Referenced in: none

Automatically associated channels: Kv1.3

Title: Potent Kv1.3 inhibitors from correolide-modification of the C18 position.

Authors: Jianming Bao, Shouwu Miao, Frank Kayser, Andrew J Kotliar, Robert K Baker, George A Doss, John P Felix, Randal M Bugianesi, Robert S Slaughter, Gregory J Kaczorowski, Maria L Garcia, Sookhee N Ha, Laurie Castonguay, Gloria C Koo, Kashmira Shah, Marty S Springer, Mary Jo Staruch, William H Parsons, Kathleen M Rupprecht

Journal, date & volume: Bioorg. Med. Chem. Lett., 2005 Jan 17 , 15, 447-51

PubMed link: http://www.ncbi.nlm.nih.gov/pubmed/15603971

Abstract
Kv1.3, the voltage-gated potassium channel in human T cells, represents a new target for treating immunosuppression and autoimmune diseases.
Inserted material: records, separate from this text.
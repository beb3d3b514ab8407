// src/pipeline.rs

//! Task entry points and their completion policies.
//!
//! Both tasks share the same launch shape and differ only in what a
//! failure means. Formatting is a precondition for training, so its
//! failure aborts the pipeline and the continuation is skipped. A training
//! failure is logged and swallowed, and the continuation still runs.

use tracing::{debug, error};

use crate::context::SharedContext;
use crate::errors::Result;
use crate::exec::launch;
use crate::types::ScriptKind;

/// Run the data-formatting subprocess to completion.
///
/// On success `on_done` is invoked with no arguments; the collected
/// message list is observed here and not forwarded. On any failure the
/// error is returned and `on_done` is never invoked.
pub async fn run_formatting_task<F>(ctx: &SharedContext, on_done: F) -> Result<()>
where
    F: FnOnce() + Send,
{
    let handle = launch(ctx, ScriptKind::DataFormatter);
    let results = handle.wait().await?;
    debug!(messages = results.len(), "data formatting results collected");
    on_done();
    Ok(())
}

/// Run the forest-training subprocess to completion.
///
/// `on_done` is invoked exactly once, after the subprocess has exited,
/// whether the run succeeded or failed. A failure is logged and swallowed.
pub async fn run_training_task<F>(ctx: &SharedContext, on_done: F)
where
    F: FnOnce() + Send,
{
    let handle = launch(ctx, ScriptKind::Trainer);
    match handle.wait().await {
        Ok(results) => debug!(messages = results.len(), "training results collected"),
        Err(err) => error!(error = %err, "forest training failed"),
    }
    on_done();
}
Correolide (1), a pentacyclic natural product, is a potent and selective Kv1.3 channel blocker. Simplification of correolide via removal of its E-ring generates enone 4, whose modification produced a new series of tetracyclic Kv1.3 blockers. The structure-activity relationship for this class of compounds in two functional assays, Rb_Kv and human T cell proliferation, is presented herein. The most potent analog 43 is 15-fold more potent than correolide as inhibitor of human T cell proliferation.